Walt Hutchens waltah at earthlink.net
Tue Jun 15 19:09:55 EDT 2010


Pete said:

> I subscribe to the belief that the HBRs were intended to be a work in
> progress.

Yep. That's half the fun!

> For my own effort I'll be adding a few sets of the half-lattice
> xtal filters (1682kHz) recovered from three HR-10 Heathkit donors for a
> six-pole filter at the first IF.

The reason for the double conversion design was to provide
selectivity that the hams of the late 50's-early 60's couldn't afford
to get via a crystal filter.  If you're going put in those filters --
and the number used in the HR-10 would be ample -- I would do the
whole IF at that frequency.

Double conversion has its own problems -- another set of images to
manage, another mixer to give you distortion, another oscillator, an
extra tube and socket. If you don't need it, then who needs it?

Can you also steal IFTs from the HR-10?

> I'm also considering a 6GM6 RFA, 6ES8 Pullen mixer, and 6EJ7s in the
> IF stages.

I would use the 6EH7 in the RFA and two IF stages -- that'll be all
the gain you need.

The 6EH7 was designed for TV IF service at 40 Mcs. It has the best
crossmodulation specs of any tube I've seen, as well as a whole bunch
of gain. I've used a bunch of them in HF RF and IF stages and really
don't think it can be beaten for updating of a vintage vacuum tube
design.

Like others, I haven't seen anything indicating the Pullen mixer is
more than a good low-noise mixer.  But low noise isn't the issue for
an HF receiver that has an RF amplifier: Good strong-signal
performance is what's required.  A lower gain dual triode design --
cathodes in parallel, ditto the plates, grid resistors to ground,
signal on one grid, LO on the other will do fine.

NOTE HOWEVER that if you make any such change you will have to do
something to select the harmonic at the LO input grid for bands that
use harmonic injection.
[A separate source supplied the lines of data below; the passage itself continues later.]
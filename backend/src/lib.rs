//! # OSM Parser API
//!
//! HTTP service that accepts an uploaded OpenStudio Model (`.osm`) file and
//! returns one JSON table per requested object type.
//!
//! Parsing is delegated: [`osm_model`] loads the file into a model handle and
//! [`osm_toolkit`] extracts attribute tables from it. This crate owns the
//! request flow around them.
//!
//! ## Architecture
//!
//! - [`config`]: TOML + environment configuration
//! - [`selection`]: object-type allow-list and request selection
//! - [`upload`]: per-request temporary storage with guaranteed cleanup
//! - [`engine`]: boundary trait over the loader and toolkit
//! - [`services`]: the parse pipeline and response assembly
//! - [`http`]: axum router, handlers, and error mapping

pub mod config;
pub mod engine;
pub mod selection;
pub mod services;
pub mod upload;

#[cfg(feature = "http-server")]
pub mod http;
//! Catalogue of extractable object types

use std::fmt;
use std::str::FromStr;

use serde::{Deserialize, Serialize};

use crate::error::Error;

/// A category of model objects that can be extracted as a table.
#[derive(Debug, Clone, Copy, PartialEq, Eq, Hash, Serialize, Deserialize)]
#[serde(rename_all = "snake_case")]
pub enum ObjectType {
    Spaces,
    Surfaces,
    Subsurfaces,
    ThermalZones,
    BuildingStories,
    SpaceTypes,
    Constructions,
    Materials,
}

impl ObjectType {
    /// Every object type, in catalogue order.
    pub const ALL: [ObjectType; 8] = [
        ObjectType::Spaces,
        ObjectType::Surfaces,
        ObjectType::Subsurfaces,
        ObjectType::ThermalZones,
        ObjectType::BuildingStories,
        ObjectType::SpaceTypes,
        ObjectType::Constructions,
        ObjectType::Materials,
    ];

    pub fn as_str(self) -> &'static str {
        match self {
            ObjectType::Spaces => "spaces",
            ObjectType::Surfaces => "surfaces",
            ObjectType::Subsurfaces => "subsurfaces",
            ObjectType::ThermalZones => "thermal_zones",
            ObjectType::BuildingStories => "building_stories",
            ObjectType::SpaceTypes => "space_types",
            ObjectType::Constructions => "constructions",
            ObjectType::Materials => "materials",
        }
    }

    /// Model class whose objects make up the table.
    pub fn class(self) -> &'static str {
        match self {
            ObjectType::Spaces => "OS:Space",
            ObjectType::Surfaces => "OS:Surface",
            ObjectType::Subsurfaces => "OS:SubSurface",
            ObjectType::ThermalZones => "OS:ThermalZone",
            ObjectType::BuildingStories => "OS:BuildingStory",
            ObjectType::SpaceTypes => "OS:SpaceType",
            ObjectType::Constructions => "OS:Construction",
            ObjectType::Materials => "OS:Material",
        }
    }
}

impl fmt::Display for ObjectType {
    fn fmt(&self, f: &mut fmt::Formatter<'_>) -> fmt::Result {
        f.write_str(self.as_str())
    }
}

impl FromStr for ObjectType {
    type Err = Error;

    fn from_str(s: &str) -> Result<Self, Self::Err> {
        ObjectType::ALL
            .into_iter()
            .find(|t| t.as_str() == s)
            .ok_or_else(|| Error::UnknownObjectType(s.to_string()))
    }
}
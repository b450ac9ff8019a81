//! OSM Parser HTTP Server Binary
//!
//! Loads configuration, sets up the HTTP router, and starts serving requests.
//!
//! # Usage
//!
//! ```bash
//! cargo run --bin osm-parser-server
//!
//! PARSER_CONFIG=parser.toml PORT=9000 cargo run --bin osm-parser-server
//! ```
//!
//! # Environment Variables
//!
//! - `PARSER_CONFIG`: Path to a TOML config file (default: `parser.toml` if present)
//! - `HOST`: Server host (default: 0.0.0.0)
//! - `PORT`: Server port (default: 8080)
//! - `PARSER_TEMP_DIR`, `PARSER_MAX_UPLOAD_MB`, `PARSER_OBJECT_TYPES`,
//!   `PARSER_FAILURE_POLICY`: see [`osm_parser_api::config`]
//! - `RUST_LOG`: Log filter (default: info)

use std::net::SocketAddr;
use std::sync::Arc;

use tracing::info;
use tracing_subscriber::EnvFilter;

use osm_parser_api::config::ServiceConfig;
use osm_parser_api::engine::OsmEngine;
use osm_parser_api::http::{create_router, AppState};

#[tokio::main]
async fn main() -> anyhow::Result<()> {
    // Initialize logging
    tracing_subscriber::fmt()
        .with_env_filter(
            EnvFilter::try_from_default_env().unwrap_or_else(|_| EnvFilter::new("info")),
        )
        .with_target(true)
        .with_thread_ids(true)
        .init();

    info!("Starting OSM parser server");

    let config = ServiceConfig::load()?;
    let addr: SocketAddr = config.bind_address().parse()?;
    let state = AppState::new(config, Arc::new(OsmEngine))?;
    info!(
        object_types = ?state.object_types.allowed(),
        failure_policy = %state.config.extraction.failure_policy,
        "configuration loaded"
    );

    let app = create_router(state);

    info!("Server listening on http://{}", addr);
    info!("API documentation: http://{}/docs", addr);

    let listener = tokio::net::TcpListener::bind(addr).await?;
    axum::serve(listener, app)
        .with_graceful_shutdown(shutdown_signal())
        .await?;

    Ok(())
}

async fn shutdown_signal() {
    if let Err(e) = tokio::signal::ctrl_c().await {
        tracing::error!(error = %e, "failed to listen for shutdown signal");
    }
    info!("Shutting down");
}
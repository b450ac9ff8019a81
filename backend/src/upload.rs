//! Per-request temporary storage for uploaded model files.

use std::fs;
use std::io;
use std::path::{Path, PathBuf};

use tempfile::TempDir;
use tracing::{debug, warn};

use crate::config::UploadSettings;

const DIR_PREFIX: &str = "osm-upload-";
const FILE_STEM: &str = "uploaded_model";
const MAX_EXTENSION_LEN: usize = 16;

/// An uploaded file saved inside its own uniquely named temporary directory.
///
/// The directory and everything in it is removed when the value is dropped,
/// so every exit path (including unwinding) cleans up. [`ScopedUpload::close`]
/// does the same but logs the outcome.
#[derive(Debug)]
pub struct ScopedUpload {
    dir: TempDir,
    path: PathBuf,
}

impl ScopedUpload {
    /// Write `bytes` to `<tempdir>/uploaded_model.<ext>`.
    ///
    /// `<ext>` is taken from `filename` when it is short and alphanumeric,
    /// otherwise `settings.default_extension` is used.
    pub fn create(settings: &UploadSettings, filename: &str, bytes: &[u8]) -> io::Result<Self> {
        let mut builder = tempfile::Builder::new();
        builder.prefix(DIR_PREFIX);
        let dir = match &settings.temp_dir {
            Some(root) => {
                fs::create_dir_all(root)?;
                builder.tempdir_in(root)?
            }
            None => builder.tempdir()?,
        };

        let extension = extension_for(filename).unwrap_or(settings.default_extension.as_str());
        let path = dir.path().join(format!("{}.{}", FILE_STEM, extension));
        fs::write(&path, bytes)?;
        debug!(path = %path.display(), bytes = bytes.len(), "saved upload");

        Ok(Self { dir, path })
    }

    /// Path of the saved file.
    pub fn path(&self) -> &Path {
        &self.path
    }

    /// Temporary directory holding the file.
    pub fn dir(&self) -> &Path {
        self.dir.path()
    }

    /// Remove the temporary directory, logging failures instead of returning them.
    pub fn close(self) {
        let dir = self.dir.path().to_path_buf();
        match self.dir.close() {
            Ok(()) => debug!(dir = %dir.display(), "removed upload directory"),
            Err(e) => warn!(dir = %dir.display(), error = %e, "failed to remove upload directory"),
        }
    }
}

fn extension_for(filename: &str) -> Option<&str> {
    Path::new(filename)
        .extension()
        .and_then(|ext| ext.to_str())
        .filter(|ext| {
            !ext.is_empty()
                && ext.len() <= MAX_EXTENSION_LEN
                && ext.chars().all(|c| c.is_ascii_alphanumeric())
        })
}
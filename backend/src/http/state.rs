//! Application state for the HTTP server.

use std::sync::Arc;

use crate::config::{ConfigError, ServiceConfig};
use crate::engine::ModelEngine;
use crate::selection::ObjectTypePolicy;

/// Shared application state passed to all handlers.
#[derive(Clone)]
pub struct AppState {
    /// Model loader and extraction toolkit
    pub engine: Arc<dyn ModelEngine>,
    /// Resolved service configuration
    pub config: Arc<ServiceConfig>,
    /// Allow-list and default selection validated from `config`
    pub object_types: Arc<ObjectTypePolicy>,
}

impl AppState {
    /// Create the application state, validating the extraction settings.
    pub fn new(config: ServiceConfig, engine: Arc<dyn ModelEngine>) -> Result<Self, ConfigError> {
        let object_types = config.object_type_policy()?;
        Ok(Self {
            engine,
            config: Arc::new(config),
            object_types: Arc::new(object_types),
        })
    }
}
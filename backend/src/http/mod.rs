//! HTTP server module for the OSM parser.
//!
//! # Architecture
//!
//! ```text
//! ┌──────────────────────────────────────────────────────────┐
//! │  HTTP Layer (axum handlers)                               │
//! │  - Multipart upload and query parsing                     │
//! │  - JSON serialization, CORS, compression, error mapping   │
//! └───────────────────┬──────────────────────────────────────┘
//!                     │
//! ┌───────────────────▼──────────────────────────────────────┐
//! │  Service Layer (services/)                                │
//! │  - Scoped temp storage, blocking pipeline                 │
//! │  - Failure policy, response assembly                      │
//! └───────────────────┬──────────────────────────────────────┘
//!                     │
//! ┌───────────────────▼──────────────────────────────────────┐
//! │  Engine (engine.rs)                                       │
//! │  - osm-model loader, osm-toolkit extraction               │
//! └──────────────────────────────────────────────────────────┘
//! ```

pub mod docs;
pub mod dto;
pub mod error;
pub mod handlers;
pub mod router;
pub mod state;

pub use router::create_router;
pub use state::AppState;
//! Parse pipeline services.
//!
//! [`parse::parse_model_file`] runs the pipeline synchronously;
//! [`parse::parse_upload`] moves it onto tokio's blocking pool for handlers.

pub mod assembly;
pub mod error;
pub mod parse;

pub use error::{ParseError, ParseResult};
pub use parse::{parse_model_file, parse_upload, ParseRequest, ParseResponse};
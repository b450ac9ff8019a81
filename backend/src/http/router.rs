//! Router configuration for the HTTP API.
//!
//! This module sets up all routes, middleware (CORS, compression, tracing),
//! and creates the axum router ready for serving.

use axum::{
    extract::DefaultBodyLimit,
    routing::{get, post},
    Router,
};
use tower_http::{
    compression::CompressionLayer,
    cors::{Any, CorsLayer},
    trace::TraceLayer,
};

use super::handlers;
use super::state::AppState;

/// Create the main application router with all routes and middleware.
pub fn create_router(state: AppState) -> Router {
    // CORS configuration - permissive
    let cors = CorsLayer::new()
        .allow_origin(Any)
        .allow_methods(Any)
        .allow_headers(Any);

    let body_limit = state.config.server.max_upload_bytes;

    Router::new()
        .route("/health", get(handlers::health_check))
        .route("/docs", get(handlers::api_docs))
        .route("/object-types", get(handlers::list_object_types))
        .route("/parse", post(handlers::parse_model))
        .layer(DefaultBodyLimit::max(body_limit))
        .layer(CompressionLayer::new())
        .layer(TraceLayer::new_for_http())
        .layer(cors)
        .with_state(state)
}
//! OpenAPI description served at `GET /docs`.

use serde_json::{json, Value};

use crate::selection::{ObjectTypePolicy, OBJECT_TYPES_PARAM};

/// Build the OpenAPI 3 document for this instance's allow-list.
pub fn openapi_document(policy: &ObjectTypePolicy) -> Value {
    let allowed: Vec<&str> = policy.allowed().iter().map(|t| t.as_str()).collect();
    let defaults: Vec<&str> = policy.defaults().iter().map(|t| t.as_str()).collect();
    let error_response = json!({
        "description": "Error",
        "content": {
            "application/json": { "schema": { "$ref": "#/components/schemas/ApiError" } }
        }
    });

    json!({
        "openapi": "3.0.3",
        "info": {
            "title": "OpenStudio OSM Parser API",
            "description": "Parse OpenStudio (OSM) files and extract building model information.",
            "version": env!("CARGO_PKG_VERSION"),
        },
        "paths": {
            "/parse": {
                "post": {
                    "summary": "Parse OSM File",
                    "parameters": [{
                        "name": OBJECT_TYPES_PARAM,
                        "in": "query",
                        "required": false,
                        "description": format!(
                            "Object types to extract. Repeat the parameter or separate with \
                             commas. Defaults to: {}",
                            defaults.join(", ")
                        ),
                        "style": "form",
                        "explode": true,
                        "schema": {
                            "type": "array",
                            "items": { "type": "string", "enum": allowed }
                        }
                    }],
                    "requestBody": {
                        "required": true,
                        "content": {
                            "multipart/form-data": {
                                "schema": {
                                    "type": "object",
                                    "required": ["file"],
                                    "properties": {
                                        "file": {
                                            "type": "string",
                                            "format": "binary",
                                            "description": "OpenStudio Model (OSM) file to parse."
                                        }
                                    }
                                }
                            }
                        }
                    },
                    "responses": {
                        "200": {
                            "description": "Records per object type",
                            "content": { "application/json": { "schema": {
                                "type": "object",
                                "additionalProperties": {
                                    "oneOf": [
                                        { "type": "array", "items": { "type": "object" } },
                                        {
                                            "type": "object",
                                            "properties": { "error": { "type": "string" } }
                                        }
                                    ]
                                }
                            } } }
                        },
                        "400": error_response.clone(),
                        "413": error_response.clone(),
                        "500": error_response,
                    }
                }
            },
            "/object-types": {
                "get": {
                    "summary": "Allowed and default object types",
                    "responses": { "200": { "description": "Object type lists" } }
                }
            },
            "/health": {
                "get": {
                    "summary": "Health check",
                    "responses": { "200": { "description": "Service is up" } }
                }
            }
        },
        "components": {
            "schemas": {
                "ApiError": {
                    "type": "object",
                    "required": ["code", "message"],
                    "properties": {
                        "code": { "type": "string" },
                        "message": { "type": "string" },
                        "details": { "type": "string" }
                    }
                }
            }
        }
    })
}
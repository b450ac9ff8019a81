//! Service configuration.
//!
//! Settings come from a TOML file (all keys optional) and are then overridden
//! by environment variables.
//!
//! ```toml
//! [server]
//! host = "0.0.0.0"
//! port = 8080
//! max_upload_bytes = 52428800
//!
//! [uploads]
//! temp_dir = "/tmp/osm-uploads"
//! default_extension = "osm"
//!
//! [extraction]
//! allowed_object_types = ["spaces", "surfaces", "subsurfaces"]
//! default_object_types = ["spaces", "surfaces", "subsurfaces"]
//! failure_policy = "embed"
//! ```

use std::env;
use std::fmt;
use std::fs;
use std::path::{Path, PathBuf};
use std::str::FromStr;

use serde::{Deserialize, Serialize};
use thiserror::Error;

use crate::selection::ObjectTypePolicy;

/// Environment variable naming an explicit config file.
pub const CONFIG_PATH_ENV: &str = "PARSER_CONFIG";

/// Errors raised while loading or validating configuration.
#[derive(Debug, Error)]
pub enum ConfigError {
    #[error("Failed to read config file {}: {source}", .path.display())]
    Read {
        path: PathBuf,
        source: std::io::Error,
    },

    #[error("Failed to parse config {origin}: {source}")]
    Parse {
        origin: String,
        source: toml::de::Error,
    },

    #[error("Invalid value for {var}: {message}")]
    InvalidEnv { var: String, message: String },

    #[error("Unknown object type '{0}' in configuration")]
    UnknownObjectType(String),

    #[error("Invalid configuration: {0}")]
    Invalid(String),
}

/// What to do when one requested object type fails to extract.
#[derive(Debug, Clone, Copy, Default, PartialEq, Eq, Serialize, Deserialize)]
#[serde(rename_all = "lowercase")]
pub enum FailurePolicy {
    /// Put `{"error": ...}` under the failed type and keep the other results.
    #[default]
    Embed,
    /// Fail the whole request.
    Abort,
}

impl FromStr for FailurePolicy {
    type Err = String;

    fn from_str(s: &str) -> Result<Self, Self::Err> {
        match s.trim().to_lowercase().as_str() {
            "embed" => Ok(FailurePolicy::Embed),
            "abort" => Ok(FailurePolicy::Abort),
            other => Err(format!("unsupported failure policy '{}', use embed or abort", other)),
        }
    }
}

impl fmt::Display for FailurePolicy {
    fn fmt(&self, f: &mut fmt::Formatter<'_>) -> fmt::Result {
        match self {
            FailurePolicy::Embed => f.write_str("embed"),
            FailurePolicy::Abort => f.write_str("abort"),
        }
    }
}

/// Complete service configuration.
#[derive(Debug, Clone, Default, Serialize, Deserialize)]
pub struct ServiceConfig {
    #[serde(default)]
    pub server: ServerSettings,
    #[serde(default)]
    pub uploads: UploadSettings,
    #[serde(default)]
    pub extraction: ExtractionSettings,
}

/// Listener settings.
#[derive(Debug, Clone, Serialize, Deserialize)]
pub struct ServerSettings {
    #[serde(default = "default_host")]
    pub host: String,
    #[serde(default = "default_port")]
    pub port: u16,
    /// Largest accepted request body
    #[serde(default = "default_max_upload_bytes")]
    pub max_upload_bytes: usize,
}

/// Temporary storage for uploaded model files.
#[derive(Debug, Clone, Serialize, Deserialize)]
pub struct UploadSettings {
    /// Root for per-request temporary directories; system temp dir when unset
    #[serde(default)]
    pub temp_dir: Option<PathBuf>,
    /// Extension used when the uploaded filename has none
    #[serde(default = "default_extension")]
    pub default_extension: String,
}

/// Object-type allow-list and defaults.
#[derive(Debug, Clone, Serialize, Deserialize)]
pub struct ExtractionSettings {
    #[serde(default = "default_allowed_object_types")]
    pub allowed_object_types: Vec<String>,
    /// Types used when a request names none; the allow-list when unset or empty
    #[serde(default)]
    pub default_object_types: Option<Vec<String>>,
    #[serde(default)]
    pub failure_policy: FailurePolicy,
}

fn default_host() -> String {
    "0.0.0.0".to_string()
}

fn default_port() -> u16 {
    8080
}

fn default_max_upload_bytes() -> usize {
    50 * 1024 * 1024
}

fn default_extension() -> String {
    "osm".to_string()
}

fn default_allowed_object_types() -> Vec<String> {
    vec![
        "spaces".to_string(),
        "surfaces".to_string(),
        "subsurfaces".to_string(),
    ]
}

impl Default for ServerSettings {
    fn default() -> Self {
        Self {
            host: default_host(),
            port: default_port(),
            max_upload_bytes: default_max_upload_bytes(),
        }
    }
}

impl Default for UploadSettings {
    fn default() -> Self {
        Self {
            temp_dir: None,
            default_extension: default_extension(),
        }
    }
}

impl Default for ExtractionSettings {
    fn default() -> Self {
        Self {
            allowed_object_types: default_allowed_object_types(),
            default_object_types: None,
            failure_policy: FailurePolicy::default(),
        }
    }
}

impl ServiceConfig {
    /// Load configuration from a TOML file.
    pub fn from_file<P: AsRef<Path>>(path: P) -> Result<Self, ConfigError> {
        let path = path.as_ref();
        let content = fs::read_to_string(path).map_err(|source| ConfigError::Read {
            path: path.to_path_buf(),
            source,
        })?;
        Self::from_toml_str(&content, &path.display().to_string())
    }

    /// Parse configuration from TOML text; `origin` names the text in errors.
    pub fn from_toml_str(content: &str, origin: &str) -> Result<Self, ConfigError> {
        toml::from_str(content).map_err(|source| ConfigError::Parse {
            origin: origin.to_string(),
            source,
        })
    }

    /// Resolve the configuration the server starts with.
    ///
    /// Uses the file named by `PARSER_CONFIG` when set, otherwise the first of
    /// `parser.toml` and `backend/parser.toml` that exists, otherwise the
    /// built-in defaults. Environment overrides are applied last.
    pub fn load() -> Result<Self, ConfigError> {
        let mut config = match env::var(CONFIG_PATH_ENV) {
            Ok(path) => Self::from_file(path)?,
            Err(_) => {
                let found = ["parser.toml", "backend/parser.toml"]
                    .into_iter()
                    .map(PathBuf::from)
                    .find(|p| p.exists());
                match found {
                    Some(path) => Self::from_file(path)?,
                    None => Self::default(),
                }
            }
        };
        config.apply_env_overrides()?;
        Ok(config)
    }

    /// Apply overrides from the process environment.
    ///
    /// # Environment Variables
    /// - `HOST`, `PORT`: listener address
    /// - `PARSER_TEMP_DIR`: root for upload temp directories
    /// - `PARSER_MAX_UPLOAD_MB`: body limit in MiB
    /// - `PARSER_OBJECT_TYPES`: comma list replacing the allow-list
    /// - `PARSER_FAILURE_POLICY`: `embed` or `abort`
    pub fn apply_env_overrides(&mut self) -> Result<(), ConfigError> {
        self.apply_overrides(|key| env::var(key).ok())
    }

    /// Apply overrides from an arbitrary variable lookup.
    pub fn apply_overrides<F>(&mut self, lookup: F) -> Result<(), ConfigError>
    where
        F: Fn(&str) -> Option<String>,
    {
        if let Some(host) = lookup("HOST") {
            self.server.host = host;
        }
        if let Some(port) = lookup("PORT") {
            self.server.port = port.trim().parse().map_err(|_| ConfigError::InvalidEnv {
                var: "PORT".to_string(),
                message: format!("'{}' is not a valid port number", port),
            })?;
        }
        if let Some(dir) = lookup("PARSER_TEMP_DIR") {
            self.uploads.temp_dir = Some(PathBuf::from(dir));
        }
        if let Some(mb) = lookup("PARSER_MAX_UPLOAD_MB") {
            let mb: usize = mb.trim().parse().map_err(|_| ConfigError::InvalidEnv {
                var: "PARSER_MAX_UPLOAD_MB".to_string(),
                message: format!("'{}' is not a whole number of MiB", mb),
            })?;
            let bytes = mb
                .checked_mul(1024 * 1024)
                .ok_or_else(|| ConfigError::InvalidEnv {
                    var: "PARSER_MAX_UPLOAD_MB".to_string(),
                    message: format!("'{}' MiB is too large", mb),
                })?;
            self.server.max_upload_bytes = bytes;
        }
        if let Some(types) = lookup("PARSER_OBJECT_TYPES") {
            self.extraction.allowed_object_types = types
                .split(',')
                .map(str::trim)
                .filter(|t| !t.is_empty())
                .map(str::to_string)
                .collect();
        }
        if let Some(policy) = lookup("PARSER_FAILURE_POLICY") {
            self.extraction.failure_policy =
                policy.parse().map_err(|message| ConfigError::InvalidEnv {
                    var: "PARSER_FAILURE_POLICY".to_string(),
                    message,
                })?;
        }
        Ok(())
    }

    /// Validate the extraction settings against the toolkit catalogue.
    pub fn object_type_policy(&self) -> Result<ObjectTypePolicy, ConfigError> {
        ObjectTypePolicy::from_settings(&self.extraction)
    }

    /// `host:port` to bind
    pub fn bind_address(&self) -> String {
        format!("{}:{}", self.server.host, self.server.port)
    }
}

#[cfg(test)]
mod tests {
    use super::*;
    use std::collections::HashMap;

    fn lookup(vars: &[(&str, &str)]) -> impl Fn(&str) -> Option<String> {
        let map: HashMap<String, String> = vars
            .iter()
            .map(|(k, v)| (k.to_string(), v.to_string()))
            .collect();
        move |key| map.get(key).cloned()
    }

    #[test]
    fn empty_file_uses_defaults() {
        let config = ServiceConfig::from_toml_str("", "test").unwrap();
        assert_eq!(config.server.port, 8080);
        assert_eq!(config.server.max_upload_bytes, 50 * 1024 * 1024);
        assert_eq!(config.uploads.default_extension, "osm");
        assert_eq!(
            config.extraction.allowed_object_types,
            vec!["spaces", "surfaces", "subsurfaces"]
        );
        assert_eq!(config.extraction.failure_policy, FailurePolicy::Embed);
        assert_eq!(config.bind_address(), "0.0.0.0:8080");
    }

    #[test]
    fn reads_all_sections() {
        let toml = r#"
            [server]
            port = 9000

            [uploads]
            temp_dir = "/var/tmp/osm"

            [extraction]
            allowed_object_types = ["spaces", "thermal_zones"]
            default_object_types = ["spaces"]
            failure_policy = "abort"
        "#;
        let config = ServiceConfig::from_toml_str(toml, "test").unwrap();
        assert_eq!(config.server.port, 9000);
        assert_eq!(config.server.host, "0.0.0.0");
        assert_eq!(config.uploads.temp_dir, Some(PathBuf::from("/var/tmp/osm")));
        assert_eq!(
            config.extraction.default_object_types,
            Some(vec!["spaces".to_string()])
        );
        assert_eq!(config.extraction.failure_policy, FailurePolicy::Abort);
    }

    #[test]
    fn malformed_toml_reports_origin() {
        let err = ServiceConfig::from_toml_str("[server\nport = 1", "inline.toml").unwrap_err();
        assert!(matches!(err, ConfigError::Parse { .. }));
        assert!(err.to_string().contains("inline.toml"));
    }

    #[test]
    fn missing_file_is_read_error() {
        let dir = tempfile::tempdir().unwrap();
        let err = ServiceConfig::from_file(dir.path().join("parser.toml")).unwrap_err();
        assert!(matches!(err, ConfigError::Read { .. }));
    }

    #[test]
    fn overrides_replace_file_values() {
        let mut config = ServiceConfig::default();
        config
            .apply_overrides(lookup(&[
                ("HOST", "127.0.0.1"),
                ("PORT", "3000"),
                ("PARSER_TEMP_DIR", "/scratch"),
                ("PARSER_MAX_UPLOAD_MB", "2"),
                ("PARSER_OBJECT_TYPES", "spaces, materials,"),
                ("PARSER_FAILURE_POLICY", "ABORT"),
            ]))
            .unwrap();

        assert_eq!(config.bind_address(), "127.0.0.1:3000");
        assert_eq!(config.uploads.temp_dir, Some(PathBuf::from("/scratch")));
        assert_eq!(config.server.max_upload_bytes, 2 * 1024 * 1024);
        assert_eq!(config.extraction.allowed_object_types, vec!["spaces", "materials"]);
        assert_eq!(config.extraction.failure_policy, FailurePolicy::Abort);
    }

    #[test]
    fn invalid_overrides_are_rejected() {
        let mut config = ServiceConfig::default();
        let err = config.apply_overrides(lookup(&[("PORT", "http")])).unwrap_err();
        assert!(matches!(err, ConfigError::InvalidEnv { ref var, .. } if var == "PORT"));

        let err = config
            .apply_overrides(lookup(&[("PARSER_FAILURE_POLICY", "retry")]))
            .unwrap_err();
        assert!(err.to_string().contains("retry"));
    }

    #[test]
    fn oversized_upload_limit_is_rejected() {
        let huge = usize::MAX.to_string();
        let mut config = ServiceConfig::default();
        let err = config
            .apply_overrides(lookup(&[("PARSER_MAX_UPLOAD_MB", huge.as_str())]))
            .unwrap_err();
        assert!(
            matches!(err, ConfigError::InvalidEnv { ref var, .. } if var == "PARSER_MAX_UPLOAD_MB")
        );
        assert!(err.to_string().contains("too large"));
        assert_eq!(config.server.max_upload_bytes, 50 * 1024 * 1024);
    }
}
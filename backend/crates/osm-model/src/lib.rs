//! # osm-model
//!
//! Loads OpenStudio Model (`.osm`) files into an in-memory model handle.
//!
//! A model is an ordered list of objects. Every object has a class name
//! (`OS:Space`, `OS:Surface`, ...), a `{uuid}` handle in its first field, and
//! ordered fields whose names come from the `!-` comments of the file.
//!
//! ## Example
//!
//! ```rust,ignore
//! use osm_model::Model;
//!
//! let model = Model::from_file("office.osm")?;
//! println!("OpenStudio {}", model.version().unwrap_or("unknown"));
//! println!("{} spaces", model.objects_of_class("OS:Space").count());
//! ```
//!
//! Loading fails when the content is not UTF-8 text, is structurally broken,
//! uses classes outside the `OS:` namespace, or has no `OS:Version` object.

mod error;
mod model;
mod reader;

pub use error::{Error, Result};
pub use model::{Field, Handle, Model, ModelObject, VERSION_CLASS};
Ted's design (in which the LO was injected
into the signal grid of the mixer) used the mixer tuned circuit to do
this.

There are definite advantages to NOT trying to tweak such a
well-thought-out design. Of course the reason I know it's well thought
out is that I have tweaked it ... then spent a few days figuring out
why my 'improvements' didn't work as well as the original.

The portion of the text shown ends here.